(Collected data entries)
####

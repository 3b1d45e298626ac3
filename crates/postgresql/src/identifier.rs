/// Quote a single SQL identifier, doubling embedded double quotes.
pub fn quote_ident(name: &str) -> String {
    format!("\"{}\"", name.replace('"', "\"\""))
}

/// Render `"schema"."table"`.
///
/// Schema and table are quoted separately, so a table name containing a dot
/// stays one identifier.
pub fn qualified_table(schema: &str, table: &str) -> String {
    format!("{}.{}", quote_ident(schema), quote_ident(table))
}

#[cfg(test)]
mod tests {
    use super::*;

    #[test]
    fn test_quote_ident() {
        assert_eq!(quote_ident("users"), "\"users\"");
        assert_eq!(quote_ident("Order Items"), "\"Order Items\"");
        assert_eq!(quote_ident("we\"ird"), "\"we\"\"ird\"");
    }

    #[test]
    fn test_qualified_table_keeps_dotted_names_whole() {
        assert_eq!(qualified_table("public", "users"), "\"public\".\"users\"");
        assert_eq!(
            qualified_table("sales", "orders.2024"),
            "\"sales\".\"orders.2024\""
        );
    }
}
//! Scalar values and rows.
//!
//! A [`Row`] is what a fetch-all query produces: an ordered list of
//! `(column name, value)` pairs. Order is the order the source returned the
//! columns in, and it is what the transfer engine uses to build INSERT
//! statements.

use chrono::{DateTime, NaiveDate, NaiveDateTime, NaiveTime, Utc};
use rust_decimal::Decimal;
use serde::ser::{SerializeMap, Serializer};
use serde::Serialize;
use std::fmt;
use uuid::Uuid;

/// A single scalar (or null) column value.
///
/// Values carry enough type information to be bound back to a parameter of
/// the same or a compatible server type. Server types without a dedicated
/// variant travel as [`Value::Raw`], which keeps the server's binary encoding
/// untouched so it can be written back to a column of the same type.
#[derive(Debug, Clone, PartialEq, Serialize)]
#[serde(untagged)]
pub enum Value {
    /// SQL NULL
    Null,
    /// Boolean
    Bool(bool),
    /// Any integer width, widened to 64 bits
    Int(i64),
    /// Any floating point width, widened to 64 bits
    Float(f64),
    /// Exact numeric
    Decimal(Decimal),
    /// Text of any flavour (text, varchar, char, name, ...)
    Text(String),
    /// Binary data
    Bytes(Vec<u8>),
    /// UUID
    Uuid(Uuid),
    /// Date without time
    Date(NaiveDate),
    /// Time without date
    Time(NaiveTime),
    /// Timestamp without timezone
    Timestamp(NaiveDateTime),
    /// Timestamp with timezone
    TimestampTz(DateTime<Utc>),
    /// JSON document (json and jsonb)
    Json(serde_json::Value),
    /// Server value in its binary wire encoding
    Raw {
        /// Server type name, e.g. "inet" or "tsvector"
        type_name: String,
        /// Binary encoding as produced by the server
        bytes: Vec<u8>,
    },
}

impl Value {
    /// Short name of the variant, used in encoding error messages.
    pub fn kind(&self) -> &'static str {
        match self {
            Value::Null => "null",
            Value::Bool(_) => "bool",
            Value::Int(_) => "int",
            Value::Float(_) => "float",
            Value::Decimal(_) => "decimal",
            Value::Text(_) => "text",
            Value::Bytes(_) => "bytes",
            Value::Uuid(_) => "uuid",
            Value::Date(_) => "date",
            Value::Time(_) => "time",
            Value::Timestamp(_) => "timestamp",
            Value::TimestampTz(_) => "timestamptz",
            Value::Json(_) => "json",
            Value::Raw { .. } => "raw",
        }
    }

    pub fn is_null(&self) -> bool {
        matches!(self, Value::Null)
    }

    /// Borrow the text payload, if this is a text value.
    pub fn as_str(&self) -> Option<&str> {
        match self {
            Value::Text(s) => Some(s),
            _ => None,
        }
    }

    pub fn as_i64(&self) -> Option<i64> {
        match self {
            Value::Int(i) => Some(*i),
            _ => None,
        }
    }
}

impl fmt::Display for Value {
    fn fmt(&self, f: &mut fmt::Formatter<'_>) -> fmt::Result {
        match self {
            Value::Null => write!(f, "NULL"),
            Value::Bool(b) => write!(f, "{b}"),
            Value::Int(i) => write!(f, "{i}"),
            Value::Float(x) => write!(f, "{x}"),
            Value::Decimal(d) => write!(f, "{d}"),
            Value::Text(s) => write!(f, "{s:?}"),
            Value::Bytes(b) => write!(f, "<{} bytes>", b.len()),
            Value::Uuid(u) => write!(f, "{u}"),
            Value::Date(d) => write!(f, "{d}"),
            Value::Time(t) => write!(f, "{t}"),
            Value::Timestamp(ts) => write!(f, "{ts}"),
            Value::TimestampTz(ts) => write!(f, "{}", ts.to_rfc3339()),
            Value::Json(j) => write!(f, "{j}"),
            Value::Raw { type_name, bytes } => write!(f, "<{type_name}: {} bytes>", bytes.len()),
        }
    }
}

impl From<i64> for Value {
    fn from(v: i64) -> Self {
        Value::Int(v)
    }
}

impl From<i32> for Value {
    fn from(v: i32) -> Self {
        Value::Int(v.into())
    }
}

impl From<bool> for Value {
    fn from(v: bool) -> Self {
        Value::Bool(v)
    }
}

impl From<f64> for Value {
    fn from(v: f64) -> Self {
        Value::Float(v)
    }
}

impl From<&str> for Value {
    fn from(v: &str) -> Self {
        Value::Text(v.to_string())
    }
}

impl From<String> for Value {
    fn from(v: String) -> Self {
        Value::Text(v)
    }
}

impl<T: Into<Value>> From<Option<T>> for Value {
    fn from(v: Option<T>) -> Self {
        v.map(Into::into).unwrap_or(Value::Null)
    }
}

/// An ordered mapping from column name to value.
///
/// Rows do not enforce unique column names: a result set can legitimately
/// carry two columns with the same label, and it is up to the consumer to
/// decide whether that is acceptable (see `find_duplicate_name`).
#[derive(Debug, Clone, Default, PartialEq)]
pub struct Row {
    columns: Vec<(String, Value)>,
}

impl Row {
    pub fn new() -> Self {
        Self::default()
    }

    pub fn with_capacity(capacity: usize) -> Self {
        Self {
            columns: Vec::with_capacity(capacity),
        }
    }

    /// Build a row from `(name, value)` pairs, keeping their order.
    pub fn from_pairs<I, K, V>(pairs: I) -> Self
    where
        I: IntoIterator<Item = (K, V)>,
        K: Into<String>,
        V: Into<Value>,
    {
        Self {
            columns: pairs
                .into_iter()
                .map(|(k, v)| (k.into(), v.into()))
                .collect(),
        }
    }

    /// Append a column at the end of the row.
    pub fn push(&mut self, name: impl Into<String>, value: impl Into<Value>) {
        self.columns.push((name.into(), value.into()));
    }

    /// Look up a column by name. The first occurrence wins.
    pub fn get(&self, name: &str) -> Option<&Value> {
        self.columns
            .iter()
            .find(|(column, _)| column == name)
            .map(|(_, value)| value)
    }

    pub fn len(&self) -> usize {
        self.columns.len()
    }

    pub fn is_empty(&self) -> bool {
        self.columns.is_empty()
    }

    /// Column names in row order.
    pub fn column_names(&self) -> impl Iterator<Item = &str> {
        self.columns.iter().map(|(name, _)| name.as_str())
    }

    pub fn iter(&self) -> impl Iterator<Item = (&str, &Value)> {
        self.columns.iter().map(|(name, value)| (name.as_str(), value))
    }

    /// Extract values for `columns` in the given order.
    ///
    /// A column the row does not carry yields [`Value::Null`].
    pub fn values_for<S: AsRef<str>>(&self, columns: &[S]) -> Vec<Value> {
        columns
            .iter()
            .map(|c| self.get(c.as_ref()).cloned().unwrap_or(Value::Null))
            .collect()
    }
}

impl Serialize for Row {
    fn serialize<S: Serializer>(&self, serializer: S) -> Result<S::Ok, S::Error> {
        let mut map = serializer.serialize_map(Some(self.columns.len()))?;
        for (name, value) in &self.columns {
            map.serialize_entry(name, value)?;
        }
        map.end()
    }
}

#[cfg(test)]
mod tests {
    use super::*;

    #[test]
    fn test_row_preserves_column_order() {
        let row = Row::from_pairs([("id", Value::Int(1)), ("name", Value::from("A"))]);
        let names: Vec<&str> = row.column_names().collect();
        assert_eq!(names, vec!["id", "name"]);
        assert_eq!(row.get("name"), Some(&Value::Text("A".to_string())));
    }

    #[test]
    fn test_values_for_fills_missing_with_null() {
        let row = Row::from_pairs([("id", Value::Int(7))]);
        let values = row.values_for(&["name", "id"]);
        assert_eq!(values, vec![Value::Null, Value::Int(7)]);
    }

    #[test]
    fn test_row_serializes_as_ordered_map() {
        let mut row = Row::new();
        row.push("b", 2);
        row.push("a", Value::Null);
        row.push("c", "x");
        let json = serde_json::to_string(&row).unwrap();
        assert_eq!(json, r#"{"b":2,"a":null,"c":"x"}"#);
    }

    #[test]
    fn test_option_into_value() {
        let none: Option<i32> = None;
        assert_eq!(Value::from(none), Value::Null);
        assert_eq!(Value::from(Some("x")), Value::Text("x".to_string()));
    }

    #[test]
    fn test_display_raw_value() {
        let v = Value::Raw {
            type_name: "inet".to_string(),
            bytes: vec![2, 32, 0, 4, 127, 0, 0, 1],
        };
        assert_eq!(v.to_string(), "<inet: 8 bytes>");
        assert_eq!(v.kind(), "raw");
    }
}
//! Per-table and per-run outcomes.
//!
//! Nothing here is persisted. A report lives as long as the caller holds it
//! and is only ever logged or returned over HTTP.

use crate::mapping::TablePair;
use serde::Serialize;

/// Outcome of syncing one source/target pair.
#[derive(Debug, Clone, PartialEq, Eq, Serialize)]
pub struct TableSyncResult {
    pub source: String,
    pub target: String,
    pub rows_transferred: usize,
    pub rows_failed: usize,
    pub failed: bool,
    #[serde(skip_serializing_if = "Option::is_none")]
    pub error: Option<String>,
}

impl TableSyncResult {
    /// The table went through every step. Individual rows may still have failed.
    pub fn completed(pair: &TablePair, rows_transferred: usize, rows_failed: usize) -> Self {
        Self {
            source: pair.source.clone(),
            target: pair.target.clone(),
            rows_transferred,
            rows_failed,
            failed: false,
            error: None,
        }
    }

    /// The table was abandoned at some step.
    pub fn abandoned(pair: &TablePair, error: impl ToString) -> Self {
        Self {
            source: pair.source.clone(),
            target: pair.target.clone(),
            rows_transferred: 0,
            rows_failed: 0,
            failed: true,
            error: Some(error.to_string()),
        }
    }
}

/// Aggregate counts over a whole run.
#[derive(Debug, Clone, Copy, Default, PartialEq, Eq, Serialize)]
pub struct SyncTotals {
    pub tables_succeeded: usize,
    pub tables_failed: usize,
    pub rows_transferred: usize,
    pub rows_failed: usize,
}

/// Result of a run that reached its terminal `Done` state.
#[derive(Debug, Clone, Default, PartialEq, Eq, Serialize)]
pub struct SyncReport {
    pub tables: Vec<TableSyncResult>,
    pub totals: SyncTotals,
}

impl SyncReport {
    pub fn new(tables: Vec<TableSyncResult>) -> Self {
        let totals = tables.iter().fold(SyncTotals::default(), |mut acc, t| {
            if t.failed {
                acc.tables_failed += 1;
            } else {
                acc.tables_succeeded += 1;
            }
            acc.rows_transferred += t.rows_transferred;
            acc.rows_failed += t.rows_failed;
            acc
        });
        Self { tables, totals }
    }

    /// Whether any table was abandoned or any row was skipped.
    pub fn has_partial_failures(&self) -> bool {
        self.totals.tables_failed > 0 || self.totals.rows_failed > 0
    }
}

#[cfg(test)]
mod tests {
    use super::*;

    #[test]
    fn test_report_totals() {
        let report = SyncReport::new(vec![
            TableSyncResult::completed(&TablePair::new("a", "a"), 10, 1),
            TableSyncResult::abandoned(&TablePair::new("b", "b"), "no columns"),
            TableSyncResult::completed(&TablePair::new("c", "c2"), 5, 0),
        ]);

        assert_eq!(
            report.totals,
            SyncTotals {
                tables_succeeded: 2,
                tables_failed: 1,
                rows_transferred: 15,
                rows_failed: 1,
            }
        );
        assert!(report.has_partial_failures());
    }

    #[test]
    fn test_empty_report_is_clean() {
        let report = SyncReport::new(Vec::new());
        assert!(!report.has_partial_failures());
        let json = serde_json::to_value(&report).unwrap();
        assert_eq!(json["totals"]["tables_succeeded"], 0);
    }

    #[test]
    fn test_abandoned_result_serializes_error() {
        let result = TableSyncResult::abandoned(&TablePair::new("a", "b"), "boom");
        let json = serde_json::to_value(&result).unwrap();
        assert_eq!(json["failed"], true);
        assert_eq!(json["error"], "boom");
    }
}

####

To do:
Collect every line with the string "same" from the records, and copy each.

Result of the task:
/// the same or a compatible server type. Server types without a dedicated
/// untouched so it can be written back to a column of the same type.
/// carry two columns with the same label, and it is up to the consumer to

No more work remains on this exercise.